BEGIN
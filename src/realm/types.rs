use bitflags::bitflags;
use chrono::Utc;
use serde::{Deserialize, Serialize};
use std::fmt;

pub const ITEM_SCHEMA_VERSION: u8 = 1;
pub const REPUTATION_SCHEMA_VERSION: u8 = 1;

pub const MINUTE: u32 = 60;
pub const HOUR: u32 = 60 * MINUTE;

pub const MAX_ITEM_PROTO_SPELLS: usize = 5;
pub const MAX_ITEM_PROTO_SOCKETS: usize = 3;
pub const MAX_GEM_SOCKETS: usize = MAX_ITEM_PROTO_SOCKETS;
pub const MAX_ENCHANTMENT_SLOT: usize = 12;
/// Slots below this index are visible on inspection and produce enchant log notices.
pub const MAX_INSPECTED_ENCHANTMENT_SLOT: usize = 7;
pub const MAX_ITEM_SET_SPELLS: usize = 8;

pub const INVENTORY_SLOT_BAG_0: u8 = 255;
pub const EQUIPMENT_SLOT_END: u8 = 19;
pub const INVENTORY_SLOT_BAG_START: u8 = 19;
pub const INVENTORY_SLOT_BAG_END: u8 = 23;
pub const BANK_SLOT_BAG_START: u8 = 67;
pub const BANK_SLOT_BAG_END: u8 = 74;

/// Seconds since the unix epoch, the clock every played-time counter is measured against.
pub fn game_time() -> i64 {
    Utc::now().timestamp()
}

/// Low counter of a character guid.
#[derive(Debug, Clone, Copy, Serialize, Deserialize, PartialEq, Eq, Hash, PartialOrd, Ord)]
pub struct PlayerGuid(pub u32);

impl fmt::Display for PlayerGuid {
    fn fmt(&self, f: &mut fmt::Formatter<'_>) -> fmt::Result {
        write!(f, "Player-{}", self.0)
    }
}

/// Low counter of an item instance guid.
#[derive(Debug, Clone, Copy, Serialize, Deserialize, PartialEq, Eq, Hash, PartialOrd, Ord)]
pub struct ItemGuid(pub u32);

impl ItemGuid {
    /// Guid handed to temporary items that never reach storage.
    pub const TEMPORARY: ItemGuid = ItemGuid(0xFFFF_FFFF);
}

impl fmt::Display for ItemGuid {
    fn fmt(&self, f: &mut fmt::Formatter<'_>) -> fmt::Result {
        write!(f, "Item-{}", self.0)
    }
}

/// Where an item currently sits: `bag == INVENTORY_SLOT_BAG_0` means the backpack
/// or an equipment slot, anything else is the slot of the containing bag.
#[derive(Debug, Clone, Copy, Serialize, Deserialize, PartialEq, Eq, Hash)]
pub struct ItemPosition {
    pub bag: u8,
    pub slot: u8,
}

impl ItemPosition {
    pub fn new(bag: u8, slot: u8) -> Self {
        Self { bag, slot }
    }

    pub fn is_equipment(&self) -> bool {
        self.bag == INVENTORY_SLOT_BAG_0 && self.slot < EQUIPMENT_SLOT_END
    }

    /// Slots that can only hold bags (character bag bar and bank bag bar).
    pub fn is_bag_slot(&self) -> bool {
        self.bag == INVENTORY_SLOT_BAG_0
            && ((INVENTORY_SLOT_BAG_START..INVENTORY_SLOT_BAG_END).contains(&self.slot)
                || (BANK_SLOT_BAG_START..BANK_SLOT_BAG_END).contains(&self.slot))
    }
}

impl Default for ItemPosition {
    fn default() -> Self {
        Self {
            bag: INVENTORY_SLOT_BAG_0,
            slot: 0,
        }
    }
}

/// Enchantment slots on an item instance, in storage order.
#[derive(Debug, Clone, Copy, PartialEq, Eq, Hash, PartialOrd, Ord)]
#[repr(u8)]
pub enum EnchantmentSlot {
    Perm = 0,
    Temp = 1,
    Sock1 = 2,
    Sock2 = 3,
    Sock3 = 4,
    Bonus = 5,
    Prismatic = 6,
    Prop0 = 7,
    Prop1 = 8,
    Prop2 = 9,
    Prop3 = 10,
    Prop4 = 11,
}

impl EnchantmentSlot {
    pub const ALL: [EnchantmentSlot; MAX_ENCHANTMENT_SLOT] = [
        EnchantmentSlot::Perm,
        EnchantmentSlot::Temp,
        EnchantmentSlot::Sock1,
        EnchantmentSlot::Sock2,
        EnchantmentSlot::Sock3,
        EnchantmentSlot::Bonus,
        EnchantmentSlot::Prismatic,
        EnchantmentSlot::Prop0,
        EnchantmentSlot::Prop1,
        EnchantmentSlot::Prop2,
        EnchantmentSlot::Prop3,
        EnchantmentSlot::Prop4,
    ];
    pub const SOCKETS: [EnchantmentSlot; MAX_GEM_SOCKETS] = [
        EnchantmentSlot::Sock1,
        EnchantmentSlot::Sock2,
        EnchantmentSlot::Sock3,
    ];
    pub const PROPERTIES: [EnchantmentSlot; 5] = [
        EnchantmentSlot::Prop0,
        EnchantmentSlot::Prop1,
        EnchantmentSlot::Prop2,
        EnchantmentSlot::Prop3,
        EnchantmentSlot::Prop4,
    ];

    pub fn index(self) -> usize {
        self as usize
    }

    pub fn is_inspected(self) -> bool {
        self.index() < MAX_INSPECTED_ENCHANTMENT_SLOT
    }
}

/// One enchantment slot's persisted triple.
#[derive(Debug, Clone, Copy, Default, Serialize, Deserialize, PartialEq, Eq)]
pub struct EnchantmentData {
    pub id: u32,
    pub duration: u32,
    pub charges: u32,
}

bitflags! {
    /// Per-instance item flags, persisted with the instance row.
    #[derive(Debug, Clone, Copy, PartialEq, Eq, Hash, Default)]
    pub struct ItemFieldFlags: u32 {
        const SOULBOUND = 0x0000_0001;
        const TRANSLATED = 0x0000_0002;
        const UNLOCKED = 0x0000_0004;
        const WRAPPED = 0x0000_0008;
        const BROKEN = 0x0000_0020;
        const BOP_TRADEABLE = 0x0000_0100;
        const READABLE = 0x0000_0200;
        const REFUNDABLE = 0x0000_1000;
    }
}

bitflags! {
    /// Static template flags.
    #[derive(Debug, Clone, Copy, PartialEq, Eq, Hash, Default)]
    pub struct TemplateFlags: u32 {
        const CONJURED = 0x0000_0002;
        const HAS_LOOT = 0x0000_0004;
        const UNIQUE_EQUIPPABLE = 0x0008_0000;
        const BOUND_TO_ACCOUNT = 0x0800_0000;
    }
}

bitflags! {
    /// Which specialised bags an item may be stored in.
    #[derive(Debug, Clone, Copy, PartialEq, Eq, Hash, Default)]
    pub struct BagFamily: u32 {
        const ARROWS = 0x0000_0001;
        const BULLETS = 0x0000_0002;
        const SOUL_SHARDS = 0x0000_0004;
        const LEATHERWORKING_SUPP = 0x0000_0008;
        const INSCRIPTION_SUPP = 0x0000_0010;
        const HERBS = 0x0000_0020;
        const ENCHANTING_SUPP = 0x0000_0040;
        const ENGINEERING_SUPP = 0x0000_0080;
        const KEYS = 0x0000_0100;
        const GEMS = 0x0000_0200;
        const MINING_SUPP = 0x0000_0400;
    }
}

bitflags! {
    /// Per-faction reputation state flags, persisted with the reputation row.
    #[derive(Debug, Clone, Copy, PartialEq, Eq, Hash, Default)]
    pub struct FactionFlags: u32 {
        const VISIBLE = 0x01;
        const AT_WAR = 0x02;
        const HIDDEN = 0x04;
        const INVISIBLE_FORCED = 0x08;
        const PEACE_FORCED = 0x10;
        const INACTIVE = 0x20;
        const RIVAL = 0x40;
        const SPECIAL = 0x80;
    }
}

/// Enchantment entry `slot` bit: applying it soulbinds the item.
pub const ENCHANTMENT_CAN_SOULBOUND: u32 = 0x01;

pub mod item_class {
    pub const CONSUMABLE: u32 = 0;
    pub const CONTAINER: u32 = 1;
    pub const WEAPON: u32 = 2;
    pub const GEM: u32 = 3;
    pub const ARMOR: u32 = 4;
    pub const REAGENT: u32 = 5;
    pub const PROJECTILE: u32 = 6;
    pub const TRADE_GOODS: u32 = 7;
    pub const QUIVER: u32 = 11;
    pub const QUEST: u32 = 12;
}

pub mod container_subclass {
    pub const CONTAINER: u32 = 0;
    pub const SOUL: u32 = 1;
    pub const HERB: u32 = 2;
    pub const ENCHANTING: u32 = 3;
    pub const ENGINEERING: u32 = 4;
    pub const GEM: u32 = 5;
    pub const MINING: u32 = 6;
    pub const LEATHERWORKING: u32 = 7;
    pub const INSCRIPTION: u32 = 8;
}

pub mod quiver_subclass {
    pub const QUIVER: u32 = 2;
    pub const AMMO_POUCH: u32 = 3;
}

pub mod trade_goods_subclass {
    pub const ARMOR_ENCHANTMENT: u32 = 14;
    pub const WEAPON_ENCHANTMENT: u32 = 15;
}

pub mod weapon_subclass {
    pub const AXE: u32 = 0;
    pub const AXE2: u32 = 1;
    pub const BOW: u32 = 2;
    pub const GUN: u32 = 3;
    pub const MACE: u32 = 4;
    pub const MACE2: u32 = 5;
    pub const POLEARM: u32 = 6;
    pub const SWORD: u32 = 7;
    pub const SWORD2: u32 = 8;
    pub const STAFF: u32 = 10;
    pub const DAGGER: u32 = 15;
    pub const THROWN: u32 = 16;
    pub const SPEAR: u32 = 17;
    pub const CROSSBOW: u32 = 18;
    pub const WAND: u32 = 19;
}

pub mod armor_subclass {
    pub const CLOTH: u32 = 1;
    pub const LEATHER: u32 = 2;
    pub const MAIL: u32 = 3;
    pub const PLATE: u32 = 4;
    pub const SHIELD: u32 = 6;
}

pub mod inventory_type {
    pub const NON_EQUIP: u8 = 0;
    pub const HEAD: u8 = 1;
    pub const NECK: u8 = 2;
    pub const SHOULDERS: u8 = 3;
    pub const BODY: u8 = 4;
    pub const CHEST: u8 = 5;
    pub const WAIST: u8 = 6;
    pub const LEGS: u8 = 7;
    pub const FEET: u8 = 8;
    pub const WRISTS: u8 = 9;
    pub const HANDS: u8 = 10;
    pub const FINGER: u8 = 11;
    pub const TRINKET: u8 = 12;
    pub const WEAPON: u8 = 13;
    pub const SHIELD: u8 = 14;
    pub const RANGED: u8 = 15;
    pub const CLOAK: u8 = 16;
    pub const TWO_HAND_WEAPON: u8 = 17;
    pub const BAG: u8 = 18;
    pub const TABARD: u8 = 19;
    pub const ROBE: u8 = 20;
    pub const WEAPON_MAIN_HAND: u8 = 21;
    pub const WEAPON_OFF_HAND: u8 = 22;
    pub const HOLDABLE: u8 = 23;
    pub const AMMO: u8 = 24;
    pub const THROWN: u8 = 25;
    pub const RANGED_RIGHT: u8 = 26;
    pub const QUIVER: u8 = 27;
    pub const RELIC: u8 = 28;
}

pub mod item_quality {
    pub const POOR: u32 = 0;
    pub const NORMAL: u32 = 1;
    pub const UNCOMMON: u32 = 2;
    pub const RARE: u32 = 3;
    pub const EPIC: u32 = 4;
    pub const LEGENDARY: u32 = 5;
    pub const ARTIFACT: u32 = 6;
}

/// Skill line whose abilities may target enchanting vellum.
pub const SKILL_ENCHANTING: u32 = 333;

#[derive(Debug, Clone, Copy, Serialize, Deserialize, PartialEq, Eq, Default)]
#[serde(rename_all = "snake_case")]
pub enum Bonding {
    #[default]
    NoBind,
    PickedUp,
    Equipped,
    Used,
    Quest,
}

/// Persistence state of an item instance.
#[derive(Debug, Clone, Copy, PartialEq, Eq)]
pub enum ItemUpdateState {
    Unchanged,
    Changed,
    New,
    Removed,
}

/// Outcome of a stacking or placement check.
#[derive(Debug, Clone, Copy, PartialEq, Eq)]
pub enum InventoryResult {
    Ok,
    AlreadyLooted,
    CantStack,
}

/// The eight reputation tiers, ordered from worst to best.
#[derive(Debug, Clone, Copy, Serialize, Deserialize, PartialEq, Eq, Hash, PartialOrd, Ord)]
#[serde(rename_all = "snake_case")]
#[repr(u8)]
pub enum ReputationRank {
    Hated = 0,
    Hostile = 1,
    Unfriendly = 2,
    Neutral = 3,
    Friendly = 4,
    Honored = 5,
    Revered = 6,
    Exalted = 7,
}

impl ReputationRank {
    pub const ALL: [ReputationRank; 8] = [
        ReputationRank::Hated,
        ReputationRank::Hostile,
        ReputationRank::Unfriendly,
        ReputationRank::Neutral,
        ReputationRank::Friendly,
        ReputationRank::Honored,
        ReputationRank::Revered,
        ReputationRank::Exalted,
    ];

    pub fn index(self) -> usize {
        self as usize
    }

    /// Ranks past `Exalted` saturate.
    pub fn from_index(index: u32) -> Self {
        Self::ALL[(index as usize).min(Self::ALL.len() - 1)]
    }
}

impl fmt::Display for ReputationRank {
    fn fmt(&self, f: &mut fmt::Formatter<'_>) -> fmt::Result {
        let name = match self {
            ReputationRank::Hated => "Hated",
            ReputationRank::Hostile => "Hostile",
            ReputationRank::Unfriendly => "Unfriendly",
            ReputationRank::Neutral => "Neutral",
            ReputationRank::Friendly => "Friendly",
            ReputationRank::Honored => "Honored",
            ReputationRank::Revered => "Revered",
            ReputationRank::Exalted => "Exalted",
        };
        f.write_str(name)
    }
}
END
*Exercise instructions:* All lines carrying the word "Revered" must be copied from the data above.

*Solution below:*
    Revered = 6,
        ReputationRank::Revered,
            ReputationRank::Revered => "Revered",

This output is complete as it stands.